I spent enough time on this issue and decided to enroll the help of a very knowledgeable coworker named James Denavit (who happens to be a Lync 2010 MCM) before I throw in the towel and call Microsoft Support.
Luckily for me, James had the great idea of running the Lync Logging Tool from one of the Lync 2010 Front End servers. We ran it on the 2010 Front End because I did not move the CMS to the Lync 2013 yet. So we ran logging with the following options:
After running the Invoke-CsManagementStoreReplication PowerShell cmdlet from the Lync 2010 Front End server a couple times. I stopped the Logging tool and analyzed them. What we found were the following warnings:
One of the red flags we saw was:
TL_WARN(TF_COMPONENT) [2]0560.2E58::05/24/2013-20:25:24.920.4d11ccab (XDS_File_Transfer_Agent,FileTransferTask.CopyFilesFromReplicaUsingWcf:filetransfertask.cs(644))
(0000000002D2AF4D)[FileTransferTask(7, 5/24/2013 1:21:30 PM): {TASK_NOT_STARTED, fromReplica, [L13EdgeServerFQDN, HttpsWebService, 4443], 0}] Failed to copy files from replica. Exception: [System.ServiceModel.EndpointNotFoundException: Could not connect to https://L13EdgeServerFQDN:4443/ReplicationWebService. TCP error code 10061: No connection could be made because the target machine actively refused it 10.61.1.204:4443. ---> System.Net.WebException: Unable to connect to the remote server ---> System.Net.Sockets.SocketException: No connection could be made because the target machine actively refused it 10.61.1.204:4443
at System.Net.Sockets.Socket.DoConnect(EndPoint endPointSnapshot, SocketAddress socketAddress)
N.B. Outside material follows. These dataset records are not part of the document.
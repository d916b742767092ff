//! Health check endpoint

use axum::{routing::get, Json, Router};
use serde::Serialize;

use crate::AppState;

/// Health check response
#[derive(Debug, Serialize)]
pub struct HealthResponse {
    pub status: String,
    pub module: String,
    pub version: String,
}

/// GET /health
pub async fn health_check() -> Json<HealthResponse> {
    Json(HealthResponse {
        status: "ok".to_string(),
        module: "songdeck".to_string(),
        version: env!("CARGO_PKG_VERSION").to_string(),
    })
}

/// Build health check routes
pub fn health_routes() -> Router<AppState> {
    Router::new()
        .route("/health", get(health_check))
        .route("/api/v1/health", get(health_check))
}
James did a search based on this and found the following post from The Lync Guy Blog:
I did find this blog post during my web search but lucky for me, James read the responses (which obviously I didn't) and pointed out the response from Jonatan talking about adding the registry entry: DWord value SendTrustedIssuerList to the HKey_Local_Machine\SYSTEM\CurrentControlSet\Control\SecurityProviders\SCHANNEL key and assigning it a value of 0.
After modifying the registry, I rebooted the Edge server and ran the Invoke-CsManagementStoreReplication PowerShell cmdlet from the Lync 2010 Front End server a couple times again and still no luck. I then proceeded to read more of the responses and the last response from Chris Duva stated that he added another registry entry.
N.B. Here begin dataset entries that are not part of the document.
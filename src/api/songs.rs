//! Song CRUD handlers
//!
//! Validation and the duplicate-title check run before any store mutation;
//! change events are published only after the store write succeeds.

use axum::{
    extract::{Path, Query, State},
    http::StatusCode,
    Json,
};
use serde::Serialize;
use serde_json::Value;
use tracing::info;
use uuid::Uuid;

use crate::db;
use crate::error::{Error, Result};
use crate::events::SongChange;
use crate::models::{CreateSong, Song, UpdateSong};
use crate::pagination::PageInfo;
use crate::query::{ListParams, ListQuery};
use crate::sse::SONGS_GROUP;
use crate::AppState;

#[derive(Debug, Serialize)]
pub struct SongResponse {
    pub success: bool,
    pub data: Song,
}

#[derive(Debug, Serialize)]
pub struct ListResponse {
    pub success: bool,
    /// Number of records on this page
    pub count: usize,
    /// Grand total of the filtered result set
    pub total: i64,
    pub pagination: PageInfo,
    pub data: Vec<Value>,
}

#[derive(Debug, Serialize)]
pub struct DeleteResponse {
    pub success: bool,
    pub message: String,
}

/// POST /api/v1/songs
pub async fn create_song(
    State(state): State<AppState>,
    Json(payload): Json<CreateSong>,
) -> Result<(StatusCode, Json<SongResponse>)> {
    let validated = payload.validate()?;

    if db::songs::title_exists(&state.db, &validated.title, None).await? {
        return Err(Error::Conflict(
            "A song with this title already exists".to_string(),
        ));
    }

    let song = Song::new(validated);
    db::songs::insert_song(&state.db, &song).await?;
    info!("Created song {} ('{}')", song.id, song.title);

    state
        .notifier
        .broadcast(SONGS_GROUP, SongChange::created(song.clone()));

    Ok((
        StatusCode::CREATED,
        Json(SongResponse {
            success: true,
            data: song,
        }),
    ))
}

/// GET /api/v1/songs
pub async fn list_songs(
    State(state): State<AppState>,
    Query(params): Query<ListParams>,
) -> Result<Json<ListResponse>> {
    let query = ListQuery::from_params(params)?;
    let (songs, total) = db::songs::list_songs(&state.db, &query).await?;

    let pagination = PageInfo::new(query.page, query.limit, total);
    let data: Vec<Value> = songs
        .iter()
        .map(|song| song.projected(query.projection.as_deref()))
        .collect();

    Ok(Json(ListResponse {
        success: true,
        count: data.len(),
        total,
        pagination,
        data,
    }))
}

/// GET /api/v1/songs/:id
pub async fn get_song(
    State(state): State<AppState>,
    Path(id): Path<String>,
) -> Result<Json<SongResponse>> {
    let id = parse_song_id(&id)?;
    let song = db::songs::fetch_song(&state.db, id)
        .await?
        .ok_or_else(song_not_found)?;

    Ok(Json(SongResponse {
        success: true,
        data: song,
    }))
}

/// PUT /api/v1/songs/:id
pub async fn update_song(
    State(state): State<AppState>,
    Path(id): Path<String>,
    Json(payload): Json<UpdateSong>,
) -> Result<Json<SongResponse>> {
    let id = parse_song_id(&id)?;
    let patch = payload.validate()?;

    // Re-check uniqueness only when the title is changing, excluding self
    if let Some(title) = &patch.title {
        if db::songs::title_exists(&state.db, title, Some(id)).await? {
            return Err(Error::Conflict(
                "A song with this title already exists".to_string(),
            ));
        }
    }

    let song = db::songs::update_song(&state.db, id, &patch)
        .await?
        .ok_or_else(song_not_found)?;
    info!("Updated song {}", song.id);

    state
        .notifier
        .broadcast(SONGS_GROUP, SongChange::updated(song.clone()));

    Ok(Json(SongResponse {
        success: true,
        data: song,
    }))
}

/// DELETE /api/v1/songs/:id
pub async fn delete_song(
    State(state): State<AppState>,
    Path(id): Path<String>,
) -> Result<Json<DeleteResponse>> {
    let id = parse_song_id(&id)?;
    let song = db::songs::delete_song(&state.db, id)
        .await?
        .ok_or_else(song_not_found)?;
    info!("Deleted song {} ('{}')", song.id, song.title);

    state.notifier.broadcast(SONGS_GROUP, SongChange::deleted(song));

    Ok(Json(DeleteResponse {
        success: true,
        message: "Song deleted".to_string(),
    }))
}

fn parse_song_id(raw: &str) -> Result<Uuid> {
    Uuid::parse_str(raw).map_err(|_| Error::Validation(format!("Invalid song id: {}", raw)))
}

fn song_not_found() -> Error {
    Error::NotFound("Song not found".to_string())
}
I added the registry entry DWord value ClientAuthTrustMode to the HKey_Local_Machine\SYSTEM\CurrentControlSet\Control\SecurityProviders\SCHANNEL key and assigning it a value of 2. I rebooted the Edge server again and ran the Invoke cmdlet again and voila!!! It worked.
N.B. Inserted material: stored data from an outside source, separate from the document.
//! songdeck - song catalog service
//!
//! REST API over a SQLite-backed song catalog with filtering, pagination,
//! aggregate statistics, and SSE change notifications.

use axum::{
    routing::{get, post},
    Router,
};
use sqlx::SqlitePool;
use std::sync::Arc;
use tower_http::cors::CorsLayer;
use tower_http::trace::TraceLayer;

pub mod api;
pub mod config;
pub mod db;
pub mod error;
pub mod events;
pub mod models;
pub mod pagination;
pub mod query;
pub mod sse;

pub use error::{Error, Result};

use sse::Broadcaster;

/// Application state shared across HTTP handlers
#[derive(Clone)]
pub struct AppState {
    /// Database connection pool
    pub db: SqlitePool,
    /// Change notification fan-out
    pub notifier: Arc<Broadcaster>,
}

impl AppState {
    pub fn new(db: SqlitePool) -> Self {
        Self {
            db,
            notifier: Broadcaster::new(),
        }
    }
}

/// Build application router
pub fn build_router(state: AppState) -> Router {
    let songs = Router::new()
        .route("/", post(api::songs::create_song).get(api::songs::list_songs))
        .route("/stats", get(api::stats::get_stats))
        .route("/stats/recent", get(api::stats::get_recent_songs))
        .route(
            "/:id",
            get(api::songs::get_song)
                .put(api::songs::update_song)
                .delete(api::songs::delete_song),
        );

    let events = Router::new()
        .route("/", get(api::events::event_stream))
        .route("/join", post(api::events::join_group))
        .route("/leave", post(api::events::leave_group));

    Router::new()
        .nest("/api/v1/songs", songs)
        .nest("/api/v1/events", events)
        .merge(api::health::health_routes())
        .fallback(api::unknown_route)
        .with_state(state)
        .layer(CorsLayer::permissive())
        .layer(TraceLayer::new_for_http())
}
Since I had 2 Lync 2013 Edge servers, I just wanted to verify that only the ClientAuthTrustMode registry entry was needed so I added only that entry to the second Edge server and rebooted it and it worked! So I removed the registry entry for SendTrustedIssuerList from the first Edge server, rebooted it and verified that the replication still worked.
Thanks to James for helping me with this issue as well as answering questions whenever I have them.
Hope this helps.